#### GIVEN RECORDS

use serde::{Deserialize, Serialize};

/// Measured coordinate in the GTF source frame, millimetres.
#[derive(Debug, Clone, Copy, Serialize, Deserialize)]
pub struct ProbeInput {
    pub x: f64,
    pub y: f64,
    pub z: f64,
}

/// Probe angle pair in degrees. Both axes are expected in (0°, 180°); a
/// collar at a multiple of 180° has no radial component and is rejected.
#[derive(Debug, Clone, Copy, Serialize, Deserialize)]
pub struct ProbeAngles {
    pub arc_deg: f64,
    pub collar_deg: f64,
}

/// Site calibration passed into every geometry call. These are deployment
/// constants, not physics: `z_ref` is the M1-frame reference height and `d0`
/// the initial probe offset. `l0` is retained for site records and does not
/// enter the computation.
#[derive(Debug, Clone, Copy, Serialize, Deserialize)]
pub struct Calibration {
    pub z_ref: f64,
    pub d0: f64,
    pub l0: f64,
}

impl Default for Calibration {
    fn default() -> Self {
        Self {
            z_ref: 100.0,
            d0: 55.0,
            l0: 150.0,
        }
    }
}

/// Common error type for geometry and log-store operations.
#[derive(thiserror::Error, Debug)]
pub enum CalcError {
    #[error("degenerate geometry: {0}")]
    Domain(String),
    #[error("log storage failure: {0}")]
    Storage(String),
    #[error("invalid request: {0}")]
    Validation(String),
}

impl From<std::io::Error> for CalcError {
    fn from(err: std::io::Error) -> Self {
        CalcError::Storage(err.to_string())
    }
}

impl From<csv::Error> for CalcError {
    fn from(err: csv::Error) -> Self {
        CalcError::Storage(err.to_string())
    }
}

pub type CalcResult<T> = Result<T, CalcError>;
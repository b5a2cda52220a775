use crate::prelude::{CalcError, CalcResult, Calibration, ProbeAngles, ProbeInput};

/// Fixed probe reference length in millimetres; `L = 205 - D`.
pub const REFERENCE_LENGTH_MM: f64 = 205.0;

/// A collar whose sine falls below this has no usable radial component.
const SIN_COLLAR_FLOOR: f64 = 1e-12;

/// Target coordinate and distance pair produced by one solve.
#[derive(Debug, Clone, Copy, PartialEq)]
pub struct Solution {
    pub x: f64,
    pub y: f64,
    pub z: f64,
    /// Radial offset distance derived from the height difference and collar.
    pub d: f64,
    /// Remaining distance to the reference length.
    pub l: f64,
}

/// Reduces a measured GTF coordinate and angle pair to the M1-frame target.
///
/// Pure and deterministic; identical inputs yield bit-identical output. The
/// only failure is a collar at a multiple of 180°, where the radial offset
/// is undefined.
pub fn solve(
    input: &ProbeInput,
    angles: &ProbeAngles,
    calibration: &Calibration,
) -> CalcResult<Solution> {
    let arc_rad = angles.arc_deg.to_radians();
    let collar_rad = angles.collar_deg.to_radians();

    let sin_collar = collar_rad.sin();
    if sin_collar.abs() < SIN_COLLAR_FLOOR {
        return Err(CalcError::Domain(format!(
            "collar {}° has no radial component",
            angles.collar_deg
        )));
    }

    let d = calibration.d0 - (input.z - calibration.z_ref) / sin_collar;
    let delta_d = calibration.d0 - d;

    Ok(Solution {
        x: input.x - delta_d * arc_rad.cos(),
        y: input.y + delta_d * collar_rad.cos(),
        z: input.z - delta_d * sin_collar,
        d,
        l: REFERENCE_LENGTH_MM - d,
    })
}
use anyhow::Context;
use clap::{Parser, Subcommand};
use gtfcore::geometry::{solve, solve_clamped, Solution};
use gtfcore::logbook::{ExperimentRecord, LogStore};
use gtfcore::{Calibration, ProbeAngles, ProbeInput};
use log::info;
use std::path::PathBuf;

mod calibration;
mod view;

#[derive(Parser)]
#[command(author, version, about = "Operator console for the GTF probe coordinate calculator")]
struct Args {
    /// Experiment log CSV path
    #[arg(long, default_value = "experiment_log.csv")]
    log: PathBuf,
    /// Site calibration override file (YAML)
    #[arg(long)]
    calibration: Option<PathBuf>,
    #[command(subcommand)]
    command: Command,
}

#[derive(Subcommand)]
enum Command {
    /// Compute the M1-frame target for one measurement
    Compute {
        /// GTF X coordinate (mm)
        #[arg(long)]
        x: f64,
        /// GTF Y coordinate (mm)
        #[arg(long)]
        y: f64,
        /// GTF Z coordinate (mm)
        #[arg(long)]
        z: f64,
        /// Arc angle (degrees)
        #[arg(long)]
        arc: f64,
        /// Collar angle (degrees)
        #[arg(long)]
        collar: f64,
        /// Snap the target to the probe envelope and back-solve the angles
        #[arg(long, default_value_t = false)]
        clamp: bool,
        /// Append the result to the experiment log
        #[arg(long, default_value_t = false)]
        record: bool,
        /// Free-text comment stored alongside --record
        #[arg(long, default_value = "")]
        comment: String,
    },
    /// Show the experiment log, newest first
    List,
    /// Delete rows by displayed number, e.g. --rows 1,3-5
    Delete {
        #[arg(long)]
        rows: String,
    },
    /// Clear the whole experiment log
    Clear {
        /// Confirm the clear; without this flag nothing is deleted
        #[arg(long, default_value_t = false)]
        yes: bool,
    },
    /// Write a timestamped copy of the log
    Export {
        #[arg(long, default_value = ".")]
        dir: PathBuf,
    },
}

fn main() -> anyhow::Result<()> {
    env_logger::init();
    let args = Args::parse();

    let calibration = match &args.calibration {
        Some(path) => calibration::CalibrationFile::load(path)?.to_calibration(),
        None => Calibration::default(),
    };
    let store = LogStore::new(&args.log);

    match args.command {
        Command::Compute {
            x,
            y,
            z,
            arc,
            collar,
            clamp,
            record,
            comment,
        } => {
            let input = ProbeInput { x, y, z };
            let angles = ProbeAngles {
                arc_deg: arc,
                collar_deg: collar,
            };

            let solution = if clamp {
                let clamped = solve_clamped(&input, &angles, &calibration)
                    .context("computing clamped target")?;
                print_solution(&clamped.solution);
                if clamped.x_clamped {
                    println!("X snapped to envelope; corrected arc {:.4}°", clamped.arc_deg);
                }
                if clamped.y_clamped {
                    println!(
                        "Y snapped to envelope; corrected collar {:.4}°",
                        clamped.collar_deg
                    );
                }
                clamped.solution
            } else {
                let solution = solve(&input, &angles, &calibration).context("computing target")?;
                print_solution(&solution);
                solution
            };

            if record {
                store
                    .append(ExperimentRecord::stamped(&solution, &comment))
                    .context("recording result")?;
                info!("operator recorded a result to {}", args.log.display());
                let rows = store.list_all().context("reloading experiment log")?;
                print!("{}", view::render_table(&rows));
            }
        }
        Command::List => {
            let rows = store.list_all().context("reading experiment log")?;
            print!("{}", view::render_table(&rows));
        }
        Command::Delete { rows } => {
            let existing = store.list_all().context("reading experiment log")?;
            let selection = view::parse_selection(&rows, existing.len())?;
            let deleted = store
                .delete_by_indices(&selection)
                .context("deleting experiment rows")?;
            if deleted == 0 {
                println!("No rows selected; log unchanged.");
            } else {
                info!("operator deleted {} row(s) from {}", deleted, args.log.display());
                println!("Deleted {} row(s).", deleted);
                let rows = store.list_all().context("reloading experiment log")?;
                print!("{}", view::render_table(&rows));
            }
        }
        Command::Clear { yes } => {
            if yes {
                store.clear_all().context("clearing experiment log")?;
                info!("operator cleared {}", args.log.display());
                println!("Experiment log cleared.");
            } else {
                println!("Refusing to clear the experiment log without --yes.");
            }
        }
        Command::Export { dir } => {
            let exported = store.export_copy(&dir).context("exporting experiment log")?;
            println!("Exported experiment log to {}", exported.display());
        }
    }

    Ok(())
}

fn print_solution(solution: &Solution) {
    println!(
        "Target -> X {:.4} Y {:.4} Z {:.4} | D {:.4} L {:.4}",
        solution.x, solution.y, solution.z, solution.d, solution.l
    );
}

########

EXERCISE DETAILS:
A complete, exact transcription of the data above is required.

EXERCISE SOLUTION:
use serde::{Deserialize, Serialize};

/// Measured coordinate in the GTF source frame, millimetres.
#[derive(Debug, Clone, Copy, Serialize, Deserialize)]
pub struct ProbeInput {
    pub x: f64,
    pub y: f64,
    pub z: f64,
}

/// Probe angle pair in degrees. Both axes are expected in (0°, 180°); a
/// collar at a multiple of 180° has no radial component and is rejected.
#[derive(Debug, Clone, Copy, Serialize, Deserialize)]
pub struct ProbeAngles {
    pub arc_deg: f64,
    pub collar_deg: f64,
}

/// Site calibration passed into every geometry call. These are deployment
/// constants, not physics: `z_ref` is the M1-frame reference height and `d0`
/// the initial probe offset. `l0` is retained for site records and does not
/// enter the computation.
#[derive(Debug, Clone, Copy, Serialize, Deserialize)]
pub struct Calibration {
    pub z_ref: f64,
    pub d0: f64,
    pub l0: f64,
}

impl Default for Calibration {
    fn default() -> Self {
        Self {
            z_ref: 100.0,
            d0: 55.0,
            l0: 150.0,
        }
    }
}

/// Common error type for geometry and log-store operations.
#[derive(thiserror::Error, Debug)]
pub enum CalcError {
    #[error("degenerate geometry: {0}")]
    Domain(String),
    #[error("log storage failure: {0}")]
    Storage(String),
    #[error("invalid request: {0}")]
    Validation(String),
}

impl From<std::io::Error> for CalcError {
    fn from(err: std::io::Error) -> Self {
        CalcError::Storage(err.to_string())
    }
}

impl From<csv::Error> for CalcError {
    fn from(err: csv::Error) -> Self {
        CalcError::Storage(err.to_string())
    }
}

pub type CalcResult<T> = Result<T, CalcError>;
repository b5a2cda52220a775
use crate::prelude::{CalcError, CalcResult, Calibration, ProbeAngles, ProbeInput};

/// Fixed probe reference length in millimetres; `L = 205 - D`.
pub const REFERENCE_LENGTH_MM: f64 = 205.0;

/// A collar whose sine falls below this has no usable radial component.
const SIN_COLLAR_FLOOR: f64 = 1e-12;

/// Target coordinate and distance pair produced by one solve.
#[derive(Debug, Clone, Copy, PartialEq)]
pub struct Solution {
    pub x: f64,
    pub y: f64,
    pub z: f64,
    /// Radial offset distance derived from the height difference and collar.
    pub d: f64,
    /// Remaining distance to the reference length.
    pub l: f64,
}

/// Reduces a measured GTF coordinate and angle pair to the M1-frame target.
///
/// Pure and deterministic; identical inputs yield bit-identical output. The
/// only failure is a collar at a multiple of 180°, where the radial offset
/// is undefined.
pub fn solve(
    input: &ProbeInput,
    angles: &ProbeAngles,
    calibration: &Calibration,
) -> CalcResult<Solution> {
    let arc_rad = angles.arc_deg.to_radians();
    let collar_rad = angles.collar_deg.to_radians();

    let sin_collar = collar_rad.sin();
    if sin_collar.abs() < SIN_COLLAR_FLOOR {
        return Err(CalcError::Domain(format!(
            "collar {}° has no radial component",
            angles.collar_deg
        )));
    }

    let d = calibration.d0 - (input.z - calibration.z_ref) / sin_collar;
    let delta_d = calibration.d0 - d;

    Ok(Solution {
        x: input.x - delta_d * arc_rad.cos(),
        y: input.y + delta_d * collar_rad.cos(),
        z: input.z - delta_d * sin_collar,
        d,
        l: REFERENCE_LENGTH_MM - d,
    })
}
use anyhow::Context;
use clap::{Parser, Subcommand};
use gtfcore::geometry::{solve, solve_clamped, Solution};
use gtfcore::logbook::{ExperimentRecord, LogStore};
use gtfcore::{Calibration, ProbeAngles, ProbeInput};
use log::info;
use std::path::PathBuf;

mod calibration;
mod view;

#[derive(Parser)]
#[command(author, version, about = "Operator console for the GTF probe coordinate calculator")]
struct Args {
    /// Experiment log CSV path
    #[arg(long, default_value = "experiment_log.csv")]
    log: PathBuf,
    /// Site calibration override file (YAML)
    #[arg(long)]
    calibration: Option<PathBuf>,
    #[command(subcommand)]
    command: Command,
}

#[derive(Subcommand)]
enum Command {
    /// Compute the M1-frame target for one measurement
    Compute {
        /// GTF X coordinate (mm)
        #[arg(long)]
        x: f64,
        /// GTF Y coordinate (mm)
        #[arg(long)]
        y: f64,
        /// GTF Z coordinate (mm)
        #[arg(long)]
        z: f64,
        /// Arc angle (degrees)
        #[arg(long)]
        arc: f64,
        /// Collar angle (degrees)
        #[arg(long)]
        collar: f64,
        /// Snap the target to the probe envelope and back-solve the angles
        #[arg(long, default_value_t = false)]
        clamp: bool,
        /// Append the result to the experiment log
        #[arg(long, default_value_t = false)]
        record: bool,
        /// Free-text comment stored alongside --record
        #[arg(long, default_value = "")]
        comment: String,
    },
    /// Show the experiment log, newest first
    List,
    /// Delete rows by displayed number, e.g. --rows 1,3-5
    Delete {
        #[arg(long)]
        rows: String,
    },
    /// Clear the whole experiment log
    Clear {
        /// Confirm the clear; without this flag nothing is deleted
        #[arg(long, default_value_t = false)]
        yes: bool,
    },
    /// Write a timestamped copy of the log
    Export {
        #[arg(long, default_value = ".")]
        dir: PathBuf,
    },
}

fn main() -> anyhow::Result<()> {
    env_logger::init();
    let args = Args::parse();

    let calibration = match &args.calibration {
        Some(path) => calibration::CalibrationFile::load(path)?.to_calibration(),
        None => Calibration::default(),
    };
    let store = LogStore::new(&args.log);

    match args.command {
        Command::Compute {
            x,
            y,
            z,
            arc,
            collar,
            clamp,
            record,
            comment,
        } => {
            let input = ProbeInput { x, y, z };
            let angles = ProbeAngles {
                arc_deg: arc,
                collar_deg: collar,
            };

            let solution = if clamp {
                let clamped = solve_clamped(&input, &angles, &calibration)
                    .context("computing clamped target")?;
                print_solution(&clamped.solution);
                if clamped.x_clamped {
                    println!("X snapped to envelope; corrected arc {:.4}°", clamped.arc_deg);
                }
                if clamped.y_clamped {
                    println!(
                        "Y snapped to envelope; corrected collar {:.4}°",
                        clamped.collar_deg
                    );
                }
                clamped.solution
            } else {
                let solution = solve(&input, &angles, &calibration).context("computing target")?;
                print_solution(&solution);
                solution
            };

            if record {
                store
                    .append(ExperimentRecord::stamped(&solution, &comment))
                    .context("recording result")?;
                info!("operator recorded a result to {}", args.log.display());
                let rows = store.list_all().context("reloading experiment log")?;
                print!("{}", view::render_table(&rows));
            }
        }
        Command::List => {
            let rows = store.list_all().context("reading experiment log")?;
            print!("{}", view::render_table(&rows));
        }
        Command::Delete { rows } => {
            let existing = store.list_all().context("reading experiment log")?;
            let selection = view::parse_selection(&rows, existing.len())?;
            let deleted = store
                .delete_by_indices(&selection)
                .context("deleting experiment rows")?;
            if deleted == 0 {
                println!("No rows selected; log unchanged.");
            } else {
                info!("operator deleted {} row(s) from {}", deleted, args.log.display());
                println!("Deleted {} row(s).", deleted);
                let rows = store.list_all().context("reloading experiment log")?;
                print!("{}", view::render_table(&rows));
            }
        }
        Command::Clear { yes } => {
            if yes {
                store.clear_all().context("clearing experiment log")?;
                info!("operator cleared {}", args.log.display());
                println!("Experiment log cleared.");
            } else {
                println!("Refusing to clear the experiment log without --yes.");
            }
        }
        Command::Export { dir } => {
            let exported = store.export_copy(&dir).context("exporting experiment log")?;
            println!("Exported experiment log to {}", exported.display());
        }
    }

    Ok(())
}

fn print_solution(solution: &Solution) {
    println!(
        "Target -> X {:.4} Y {:.4} Z {:.4} | D {:.4} L {:.4}",
        solution.x, solution.y, solution.z, solution.d, solution.l
    );
}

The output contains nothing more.